### YOUR GOAL
Please return the lines of the data that contain "main".

### DATA

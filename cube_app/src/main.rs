//! Cube sample application
//!
//! Opens a window, builds the render context and spins a lit, textured cube.
//! Keys: I index buffer, L lighting, M display mode, P pause, R rotate vs.
//! mouse, V verbose logging, Q/Esc quit. With rotation off, left-drag rotates
//! and middle-drag scales.

use cube_renderer::prelude::*;
use glfw::{Action, WindowEvent};
use thiserror::Error;

const CONFIG_PATH: &str = "cube_app.toml";

/// Failures that stop the application
#[derive(Error, Debug)]
pub enum AppError {
    /// Configuration could not be read or is invalid
    #[error("configuration: {0}")]
    Config(#[from] ConfigError),

    /// Window could not be created
    #[error("window: {0}")]
    Window(#[from] WindowError),

    /// Fatal renderer failure
    #[error("renderer: {0}")]
    Render(#[from] VulkanError),
}

/// Window, scene and render context plus the input state between events
pub struct CubeApp {
    context: RenderContext,
    scene: SceneState,
    mouse: MouseTracker,
    clock: FrameClock,
    window: Window,
}

impl CubeApp {
    /// Load configuration and run every initialization stage
    pub fn new() -> Result<Self, AppError> {
        let config = RendererConfig::load_or_default(CONFIG_PATH)?;
        config.validate()?;
        let scene_config = SceneConfig::default();

        log::info!(
            "Creating {}x{} window, {:?} frame mode",
            config.width,
            config.height,
            config.frame_mode
        );
        let window = Window::new(&config.application_name, config.width, config.height)?;
        let scene = SceneState::new(scene_config, config.aspect_ratio());
        let context = RenderContext::new(config, &window, &scene)?;

        Ok(Self {
            context,
            scene,
            mouse: MouseTracker::default(),
            clock: FrameClock::new(),
            window,
        })
    }

    /// Poll, update, render until the window closes or exit is requested
    pub fn run(&mut self) -> Result<(), AppError> {
        log::info!("Initial toggles: {}", self.scene.describe_toggles());

        while !self.window.should_close() && !self.scene.need_to_exit {
            self.window.poll_events();
            self.handle_events();

            self.scene.update(self.clock.elapsed_seconds());
            if self.context.render_frame(&self.scene)?.is_some() {
                self.clock.tick();
            }
        }

        log::info!("Leaving the event loop after {} frames", self.clock.frame_count());
        self.context.wait_idle()?;
        Ok(())
    }

    fn handle_events(&mut self) {
        let events: Vec<WindowEvent> = self.window.flush_events().map(|(_, event)| event).collect();
        for event in events {
            match event {
                WindowEvent::Key(key, _, Action::Press, _) => {
                    if let Some(action) = SceneAction::from_key(key) {
                        self.scene.apply(action);
                        if action == SceneAction::Exit {
                            self.window.set_should_close(true);
                        }
                    }
                }
                WindowEvent::MouseButton(button, Action::Press, _) => {
                    let (x, y) = self.window.cursor_pos();
                    self.mouse.press(MouseButtons::from_glfw(button), x, y);
                }
                WindowEvent::MouseButton(button, Action::Release, _) => {
                    self.mouse.release(MouseButtons::from_glfw(button));
                }
                WindowEvent::CursorPos(x, y) => {
                    let delta = self.mouse.motion(x, y);
                    self.scene.apply_mouse(delta);
                }
                WindowEvent::Close => self.scene.need_to_exit = true,
                _ => {}
            }
        }
    }
}

fn main() -> Result<(), Box<dyn std::error::Error>> {
    std::panic::set_hook(Box::new(|panic_info| {
        eprintln!("PANIC occurred: {panic_info}");
        if let Some(location) = panic_info.location() {
            eprintln!("Panic location: {}:{}:{}", location.file(), location.line(), location.column());
        }
    }));

    env_logger::Builder::from_default_env()
        .filter_level(log::LevelFilter::Info)
        .parse_default_env()
        .init();

    log::info!("Starting cube sample");

    let result = CubeApp::new().and_then(|mut app| app.run());
    match result {
        Ok(()) => {
            log::info!("Cube sample finished");
            Ok(())
        }
        Err(e) => {
            log::error!("Application error: {}", e);
            Err(e.into())
        }
    }
}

### REPLY TO THE TASK
filename cube_app/src/main.rs
fn main() -> Result<(), Box<dyn std::error::Error>> {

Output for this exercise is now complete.